A Framework for Evaluating Intrusion Detection Architectures in Advanced Metering Infrastructures

The scale and complexity of Advanced Metering Infrastructure (AMI) networks requires careful planning for the deployment of security solutions. In particular, the large number of AMI devices and the volume and diversity of communication expected to take place on the various AMI networks make the role of intrusion detection systems (IDSes) critical. Understanding the trade-offs for a scalable and comprehensive IDS is key to investing in the right technology and deploying sensors at optimal locations. This paper reviews the benefits and costs associated with different IDS deployment options, including either centralized or distributed solution. A general cost-model framework is proposed to help utilities (AMI asset owners) make more informed decisions when selecting IDS deployment architectures and managing their security investments. We illustrate how the framework can be applied through case studies, and highlight the interesting cost/benefit trade-offs that emerge.

AMIDS: A multi-sensor energy theft detection framework for advanced metering infrastructures

The advanced metering infrastructure (AMI) is a crucial component of the smart grid, replacing traditional analog devices with computerized smart meters.

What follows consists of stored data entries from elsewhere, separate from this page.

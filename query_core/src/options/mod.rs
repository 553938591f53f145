//! Resource options
//!
//! The declarative request shape the interpreter consumes. Built either by
//! the request decoder or programmatically through the builder methods.
//! Immutable once handed to the interpreter; constructed fresh per request
//! and discarded after execution.

pub mod filter;
pub mod scope;
pub mod sort;
pub mod value;

pub use filter::{Filter, FilterOperator};
pub use scope::JoinScope;
pub use sort::SortOrder;
pub use value::FilterValue;

use indexmap::IndexMap;
use serde::{Deserialize, Serialize};

/// Pagination, sorting, relation eager-loading and filtering for one request.
///
/// `filters` is an AND group, `filters_by_or` an OR group; when both are
/// non-empty they combine as `(AND-group) OR (OR-group)`.
#[derive(Debug, Clone, Default, PartialEq, Serialize, Deserialize)]
#[serde(default, rename_all = "camelCase")]
pub struct ResourceOptions {
    pub take: Option<u64>,
    pub skip: Option<u64>,
    /// Field-path to direction, iterated in insertion order
    pub order: IndexMap<String, SortOrder>,
    /// Dot-separated relation traversal paths to eager-load
    pub relations: Vec<String>,
    pub filters: Vec<Filter>,
    pub filters_by_or: Vec<Filter>,
    pub scopes: Vec<JoinScope>,
}

impl ResourceOptions {
    pub fn new() -> Self {
        Self::default()
    }

    pub fn take(mut self, take: u64) -> Self {
        self.take = Some(take);
        self
    }

    pub fn skip(mut self, skip: u64) -> Self {
        self.skip = Some(skip);
        self
    }

    pub fn order_by(mut self, path: impl Into<String>, order: SortOrder) -> Self {
        self.order.insert(path.into(), order);
        self
    }

    pub fn relation(mut self, path: impl Into<String>) -> Self {
        self.relations.push(path.into());
        self
    }

    pub fn filter(mut self, filter: Filter) -> Self {
        self.filters.push(filter);
        self
    }

    /// Add multiple filters (combined with AND)
    pub fn filters(mut self, filters: Vec<Filter>) -> Self {
        self.filters.extend(filters);
        self
    }

    pub fn or_filter(mut self, filter: Filter) -> Self {
        self.filters_by_or.push(filter);
        self
    }

    pub fn scope(mut self, scope: JoinScope) -> Self {
        self.scopes.push(scope);
        self
    }
}

#[cfg(test)]
mod tests {
    use super::*;

    #[test]
    fn test_builder_round_trip() {
        let options = ResourceOptions::new()
            .take(25)
            .skip(50)
            .order_by("name", SortOrder::Asc)
            .order_by("created_at", SortOrder::Desc)
            .relation("author")
            .filter(Filter::eq("status", "active"))
            .or_filter(Filter::eq("priority", "high"));

        assert_eq!(options.take, Some(25));
        assert_eq!(options.skip, Some(50));
        assert_eq!(
            options.order.keys().collect::<Vec<_>>(),
            vec!["name", "created_at"]
        );
        assert_eq!(options.relations, vec!["author"]);
        assert_eq!(options.filters.len(), 1);
        assert_eq!(options.filters_by_or.len(), 1);
    }

    #[test]
    fn test_wire_shape() {
        let json = r#"{
            "take": 10,
            "skip": 0,
            "order": { "author.name": "ASC", "id": "DESC" },
            "relations": ["author.country"],
            "filters": [{"column": "status", "operator": "eq", "not": false, "value": "active"}],
            "filtersByOr": [{"column": "priority", "operator": "eq", "value": "high"}]
        }"#;

        let options: ResourceOptions = serde_json::from_str(json).unwrap();

        assert_eq!(options.take, Some(10));
        assert_eq!(options.skip, Some(0));
        assert_eq!(
            options.order.iter().collect::<Vec<_>>(),
            vec![
                (&"author.name".to_string(), &SortOrder::Asc),
                (&"id".to_string(), &SortOrder::Desc),
            ]
        );
        assert_eq!(options.relations, vec!["author.country"]);
        assert_eq!(options.filters[0].column, "status");
        assert_eq!(options.filters_by_or[0].column, "priority");
        assert!(options.scopes.is_empty());
    }

    #[test]
    fn test_wire_shape_defaults() {
        let options: ResourceOptions = serde_json::from_str("{}").unwrap();
        assert_eq!(options, ResourceOptions::new());
    }
}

Smart meters have not only allowed for efficient management of many end-users, but also have made AMI an attractive target for remote exploits and local physical tampering with the end goal of stealing energy. While smart meters posses multiple sensors and data sources that can indicate energy theft, in practice, the individual methods exhibit many false positives. In this paper, we present AMIDS, an AMI intrusion detection system that uses information fusion to combine the sensors and consumption data from a smart meter to more accurately detect energy theft. AMIDS combines meter audit logs of physical and cyber events with consumption data to more accurately model and detect theft-related behavior. Our experimental results on normal and anomalous load profiles show that AMIDS can identify energy theft efforts with high accuracy. Furthermore, AMIDS correctly identified legitimate load profile changes that more elementary analyses classified as malicious.